//! Subcommand implementations shared by the binary and the REPL.

use std::fmt::Write as _;
use std::fs;
use std::path::Path;

use semgram_foundation::{Error, Result};
use semgram_grammar::CompiledGrammar;
use semgram_pipeline::{
    DEFAULT_GRAMMAR, DEFAULT_VOCABULARY, MorphAnalyzer, Pipeline, SentencePlan, SkipReason,
    Vocabulary, WordLemmaTagDictionary,
};
use tracing::info;

/// Reads a vocabulary file, or the bundled one when no path is given.
///
/// # Errors
///
/// Returns I/O and vocabulary format errors.
pub fn load_vocabulary(path: Option<&Path>) -> Result<Vocabulary> {
    match path {
        Some(path) => read_source(path, Vocabulary::parse),
        None => Vocabulary::parse(DEFAULT_VOCABULARY),
    }
}

/// Reads a dictionary file, or starts from an empty dictionary.
///
/// # Errors
///
/// Returns I/O and dictionary format errors.
pub fn load_dictionary(path: Option<&Path>) -> Result<WordLemmaTagDictionary> {
    match path {
        Some(path) => read_source(path, WordLemmaTagDictionary::parse),
        None => Ok(WordLemmaTagDictionary::new()),
    }
}

/// Compiles a grammar file, or the bundled grammar, against the pipeline's
/// vocabulary.
///
/// # Errors
///
/// Returns I/O and preprocessing errors.
pub fn compile<A: MorphAnalyzer>(
    pipeline: &Pipeline<A>,
    grammar: Option<&Path>,
) -> Result<CompiledGrammar> {
    let compiled = match grammar {
        Some(path) => read_source(path, |source| pipeline.compile_grammar(source))?,
        None => pipeline.compile_grammar(DEFAULT_GRAMMAR)?,
    };
    let stats = &compiled.stats;
    info!(
        declared = stats.declared_rules,
        terminals = stats.generated_terminals,
        optional = stats.optional_pairs,
        coordinations = stats.coordination_rules,
        phrases = stats.preposition_rules,
        "compiled grammar"
    );
    Ok(compiled)
}

/// Reads a file and hands its text to `parse`, naming the file in any error.
fn read_source<T>(path: &Path, parse: impl FnOnce(&str) -> Result<T>) -> Result<T> {
    let name = path.display().to_string();
    let text = fs::read_to_string(path).map_err(|e| Error::io(&e).in_source(name.as_str()))?;
    parse(&text).map_err(|e| e.in_source(name))
}

/// Human-readable skip reason.
#[must_use]
pub fn describe_skip(reason: &SkipReason) -> String {
    match reason {
        SkipReason::Empty => "empty sentence".to_string(),
        SkipReason::UnknownWord(word) => format!("unknown word '{word}'"),
        SkipReason::UntaggedWord(word) => format!("word '{word}' has no morphological tags"),
        SkipReason::ContainsVerb(word) => format!("contains verb '{word}'"),
        SkipReason::Unresolvable(word) => format!("no semantic type for '{word}'"),
    }
}

/// Renders one planned sentence: a header line, then either the skip
/// reason or one engine input per line.
#[must_use]
pub fn format_plan(plan: &SentencePlan) -> String {
    let mut out = String::new();
    let _ = writeln!(out, "[{:03}] {}", plan.index, plan.text);
    match &plan.candidates {
        Err(reason) => {
            let _ = writeln!(out, "  skipped: {}", describe_skip(reason));
        }
        Ok(candidates) => {
            for word in &candidates.words {
                let _ = writeln!(out, "  {}: {}", word.word, word.readings.join(" "));
            }
            for combination in &candidates.combinations {
                let _ = writeln!(out, "  > {}", combination.input());
            }
        }
    }
    out
}

/// Plans a document and renders every sentence.
///
/// # Errors
///
/// Returns planning errors.
pub fn candidates<A: MorphAnalyzer>(pipeline: &mut Pipeline<A>, text: &str) -> Result<String> {
    Ok(pipeline
        .candidates(text)?
        .iter()
        .map(format_plan)
        .collect::<Vec<_>>()
        .join(""))
}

++++++

### What the task asks
What is needed is every line of the records above that contains the word "bundled".

### Answer
/// Reads a vocabulary file, or the bundled one when no path is given.
/// Compiles a grammar file, or the bundled grammar, against the pipeline's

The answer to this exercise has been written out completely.